### Work task
For the material below, return exactly the lines starting at the one holding "the expected shape." and ending at the one holding "pub async fn", counting both as part of the range.

### Exercise data
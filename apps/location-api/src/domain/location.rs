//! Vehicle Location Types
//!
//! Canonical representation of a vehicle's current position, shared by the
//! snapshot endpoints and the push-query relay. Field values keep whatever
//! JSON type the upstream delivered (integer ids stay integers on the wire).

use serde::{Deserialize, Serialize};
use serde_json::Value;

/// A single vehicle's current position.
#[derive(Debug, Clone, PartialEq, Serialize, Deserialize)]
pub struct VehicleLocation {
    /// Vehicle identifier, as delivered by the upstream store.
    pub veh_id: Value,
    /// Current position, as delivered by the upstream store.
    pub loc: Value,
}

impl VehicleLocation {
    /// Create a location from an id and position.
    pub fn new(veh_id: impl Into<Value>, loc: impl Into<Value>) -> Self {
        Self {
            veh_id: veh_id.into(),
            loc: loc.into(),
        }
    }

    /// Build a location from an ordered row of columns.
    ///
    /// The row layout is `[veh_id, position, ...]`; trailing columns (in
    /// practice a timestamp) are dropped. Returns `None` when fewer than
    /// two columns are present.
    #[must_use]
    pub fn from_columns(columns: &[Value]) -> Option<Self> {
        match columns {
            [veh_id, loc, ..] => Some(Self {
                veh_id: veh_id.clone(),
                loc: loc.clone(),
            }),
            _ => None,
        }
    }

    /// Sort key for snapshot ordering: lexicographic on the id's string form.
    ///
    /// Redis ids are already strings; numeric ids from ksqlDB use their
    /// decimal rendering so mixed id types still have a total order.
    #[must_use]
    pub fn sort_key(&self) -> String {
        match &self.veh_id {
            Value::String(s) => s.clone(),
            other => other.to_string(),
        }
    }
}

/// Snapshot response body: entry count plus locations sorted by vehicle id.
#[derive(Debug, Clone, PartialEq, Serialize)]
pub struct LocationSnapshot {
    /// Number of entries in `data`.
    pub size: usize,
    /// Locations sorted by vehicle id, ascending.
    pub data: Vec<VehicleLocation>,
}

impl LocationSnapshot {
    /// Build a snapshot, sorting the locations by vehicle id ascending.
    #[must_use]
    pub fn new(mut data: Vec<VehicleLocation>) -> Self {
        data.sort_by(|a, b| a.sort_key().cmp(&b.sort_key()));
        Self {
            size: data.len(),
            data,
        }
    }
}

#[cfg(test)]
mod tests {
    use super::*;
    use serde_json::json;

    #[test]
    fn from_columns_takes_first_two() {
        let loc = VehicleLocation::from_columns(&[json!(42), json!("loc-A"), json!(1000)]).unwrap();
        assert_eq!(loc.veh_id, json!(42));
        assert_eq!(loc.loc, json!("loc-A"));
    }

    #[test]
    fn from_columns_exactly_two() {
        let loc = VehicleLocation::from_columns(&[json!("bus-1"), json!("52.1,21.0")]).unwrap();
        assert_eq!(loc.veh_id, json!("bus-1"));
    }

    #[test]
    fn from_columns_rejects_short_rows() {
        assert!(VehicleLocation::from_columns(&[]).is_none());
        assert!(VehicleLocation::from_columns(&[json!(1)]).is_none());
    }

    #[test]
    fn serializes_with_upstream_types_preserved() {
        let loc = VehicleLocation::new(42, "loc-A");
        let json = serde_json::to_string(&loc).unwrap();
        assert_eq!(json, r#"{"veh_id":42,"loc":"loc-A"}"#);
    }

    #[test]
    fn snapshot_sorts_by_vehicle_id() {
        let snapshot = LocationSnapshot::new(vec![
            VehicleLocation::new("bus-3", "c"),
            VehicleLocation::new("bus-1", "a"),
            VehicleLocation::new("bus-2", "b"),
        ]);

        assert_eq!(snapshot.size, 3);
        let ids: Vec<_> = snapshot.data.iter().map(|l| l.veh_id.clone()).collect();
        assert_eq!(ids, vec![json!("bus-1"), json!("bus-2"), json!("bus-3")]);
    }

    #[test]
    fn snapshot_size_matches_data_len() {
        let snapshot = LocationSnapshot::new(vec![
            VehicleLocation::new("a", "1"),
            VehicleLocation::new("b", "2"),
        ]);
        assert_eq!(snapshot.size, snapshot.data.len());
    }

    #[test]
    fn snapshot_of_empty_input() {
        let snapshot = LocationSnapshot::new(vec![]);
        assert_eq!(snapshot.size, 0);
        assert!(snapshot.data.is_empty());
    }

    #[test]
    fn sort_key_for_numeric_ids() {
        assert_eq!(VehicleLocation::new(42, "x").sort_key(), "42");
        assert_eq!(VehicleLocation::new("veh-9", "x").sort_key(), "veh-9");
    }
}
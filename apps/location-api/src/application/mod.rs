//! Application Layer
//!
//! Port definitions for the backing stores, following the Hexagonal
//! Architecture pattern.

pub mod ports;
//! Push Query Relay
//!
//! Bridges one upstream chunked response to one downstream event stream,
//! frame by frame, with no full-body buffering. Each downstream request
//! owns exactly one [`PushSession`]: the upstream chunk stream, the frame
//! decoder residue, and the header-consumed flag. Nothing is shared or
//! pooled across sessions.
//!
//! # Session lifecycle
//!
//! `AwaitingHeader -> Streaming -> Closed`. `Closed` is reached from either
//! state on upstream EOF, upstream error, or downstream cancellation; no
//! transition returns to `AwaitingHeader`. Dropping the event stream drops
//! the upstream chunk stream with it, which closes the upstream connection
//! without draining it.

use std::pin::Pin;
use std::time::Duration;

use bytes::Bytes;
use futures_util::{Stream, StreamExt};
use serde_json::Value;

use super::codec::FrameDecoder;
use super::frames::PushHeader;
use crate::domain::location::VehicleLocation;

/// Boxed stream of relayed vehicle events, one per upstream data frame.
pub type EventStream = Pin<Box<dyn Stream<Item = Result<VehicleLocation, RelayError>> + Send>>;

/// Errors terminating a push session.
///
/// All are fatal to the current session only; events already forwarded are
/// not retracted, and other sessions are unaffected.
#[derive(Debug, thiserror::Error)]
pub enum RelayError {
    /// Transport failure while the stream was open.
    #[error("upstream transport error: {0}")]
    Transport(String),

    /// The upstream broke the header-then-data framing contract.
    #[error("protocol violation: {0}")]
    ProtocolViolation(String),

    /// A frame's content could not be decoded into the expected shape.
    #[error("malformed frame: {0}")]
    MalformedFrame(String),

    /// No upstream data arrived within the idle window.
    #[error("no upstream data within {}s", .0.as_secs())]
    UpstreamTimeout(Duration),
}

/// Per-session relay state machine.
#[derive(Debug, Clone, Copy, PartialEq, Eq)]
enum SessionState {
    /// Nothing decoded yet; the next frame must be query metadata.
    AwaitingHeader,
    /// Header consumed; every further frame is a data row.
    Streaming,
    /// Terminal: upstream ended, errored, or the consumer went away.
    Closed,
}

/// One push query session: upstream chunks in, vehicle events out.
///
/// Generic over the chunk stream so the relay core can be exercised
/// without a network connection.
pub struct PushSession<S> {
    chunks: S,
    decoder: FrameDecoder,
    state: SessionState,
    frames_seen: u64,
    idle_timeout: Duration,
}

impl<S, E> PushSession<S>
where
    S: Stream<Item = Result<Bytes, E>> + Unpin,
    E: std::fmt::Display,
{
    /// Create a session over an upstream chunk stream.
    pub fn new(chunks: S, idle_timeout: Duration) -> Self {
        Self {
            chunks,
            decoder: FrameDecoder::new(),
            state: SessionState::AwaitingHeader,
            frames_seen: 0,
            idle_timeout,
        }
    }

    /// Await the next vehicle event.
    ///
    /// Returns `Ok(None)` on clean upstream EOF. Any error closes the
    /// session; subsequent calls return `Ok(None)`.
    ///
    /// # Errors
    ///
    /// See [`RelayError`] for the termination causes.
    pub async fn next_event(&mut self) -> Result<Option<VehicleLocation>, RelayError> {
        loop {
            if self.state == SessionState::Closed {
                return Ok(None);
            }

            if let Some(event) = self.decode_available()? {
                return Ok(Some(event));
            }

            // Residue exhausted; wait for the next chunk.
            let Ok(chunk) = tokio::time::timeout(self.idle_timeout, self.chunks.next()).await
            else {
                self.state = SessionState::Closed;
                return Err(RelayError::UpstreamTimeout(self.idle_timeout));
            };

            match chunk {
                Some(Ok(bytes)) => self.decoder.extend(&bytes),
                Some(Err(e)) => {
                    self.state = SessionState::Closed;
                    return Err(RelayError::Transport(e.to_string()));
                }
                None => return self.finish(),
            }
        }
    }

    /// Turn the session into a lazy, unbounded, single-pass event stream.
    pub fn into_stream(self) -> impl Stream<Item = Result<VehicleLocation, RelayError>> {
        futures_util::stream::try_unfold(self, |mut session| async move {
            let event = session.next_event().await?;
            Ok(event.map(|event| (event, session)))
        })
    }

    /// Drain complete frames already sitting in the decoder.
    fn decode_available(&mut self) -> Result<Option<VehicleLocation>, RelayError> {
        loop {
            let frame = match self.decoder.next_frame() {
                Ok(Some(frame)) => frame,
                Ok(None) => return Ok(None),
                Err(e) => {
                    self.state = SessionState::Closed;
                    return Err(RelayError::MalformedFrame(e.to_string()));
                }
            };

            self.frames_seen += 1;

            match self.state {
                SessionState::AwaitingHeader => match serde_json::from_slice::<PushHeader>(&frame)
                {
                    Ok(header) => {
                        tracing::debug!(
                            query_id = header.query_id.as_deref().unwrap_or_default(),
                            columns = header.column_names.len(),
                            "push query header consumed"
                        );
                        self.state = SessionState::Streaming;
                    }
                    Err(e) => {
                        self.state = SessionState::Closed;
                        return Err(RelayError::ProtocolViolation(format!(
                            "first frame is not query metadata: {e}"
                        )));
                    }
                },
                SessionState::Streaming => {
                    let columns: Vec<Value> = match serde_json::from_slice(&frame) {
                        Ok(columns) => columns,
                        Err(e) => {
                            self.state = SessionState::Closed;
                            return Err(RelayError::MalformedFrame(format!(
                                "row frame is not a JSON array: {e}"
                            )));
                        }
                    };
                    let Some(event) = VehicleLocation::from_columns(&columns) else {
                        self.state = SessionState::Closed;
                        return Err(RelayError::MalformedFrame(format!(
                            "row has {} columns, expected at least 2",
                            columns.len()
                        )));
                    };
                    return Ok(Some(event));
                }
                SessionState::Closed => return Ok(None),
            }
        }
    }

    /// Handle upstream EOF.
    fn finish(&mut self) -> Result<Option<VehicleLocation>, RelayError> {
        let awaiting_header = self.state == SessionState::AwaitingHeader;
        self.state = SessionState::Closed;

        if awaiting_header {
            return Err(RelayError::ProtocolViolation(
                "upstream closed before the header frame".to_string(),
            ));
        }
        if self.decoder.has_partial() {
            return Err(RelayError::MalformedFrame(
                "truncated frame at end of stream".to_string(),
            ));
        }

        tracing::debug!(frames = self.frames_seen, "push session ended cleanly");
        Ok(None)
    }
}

### Response
    /// A frame's content could not be decoded into the expected shape.
    #[error("malformed frame: {0}")]
    MalformedFrame(String),

    /// No upstream data arrived within the idle window.
    #[error("no upstream data within {}s", .0.as_secs())]
    UpstreamTimeout(Duration),
}

/// Per-session relay state machine.
#[derive(Debug, Clone, Copy, PartialEq, Eq)]
enum SessionState {
    /// Nothing decoded yet; the next frame must be query metadata.
    AwaitingHeader,
    /// Header consumed; every further frame is a data row.
    Streaming,
    /// Terminal: upstream ended, errored, or the consumer went away.
    Closed,
}

/// One push query session: upstream chunks in, vehicle events out.
///
/// Generic over the chunk stream so the relay core can be exercised
/// without a network connection.
pub struct PushSession<S> {
    chunks: S,
    decoder: FrameDecoder,
    state: SessionState,
    frames_seen: u64,
    idle_timeout: Duration,
}

impl<S, E> PushSession<S>
where
    S: Stream<Item = Result<Bytes, E>> + Unpin,
    E: std::fmt::Display,
{
    /// Create a session over an upstream chunk stream.
    pub fn new(chunks: S, idle_timeout: Duration) -> Self {
        Self {
            chunks,
            decoder: FrameDecoder::new(),
            state: SessionState::AwaitingHeader,
            frames_seen: 0,
            idle_timeout,
        }
    }

    /// Await the next vehicle event.
    ///
    /// Returns `Ok(None)` on clean upstream EOF. Any error closes the
    /// session; subsequent calls return `Ok(None)`.
    ///
    /// # Errors
    ///
    /// See [`RelayError`] for the termination causes.
    pub async fn next_event(&mut self) -> Result<Option<VehicleLocation>, RelayError> {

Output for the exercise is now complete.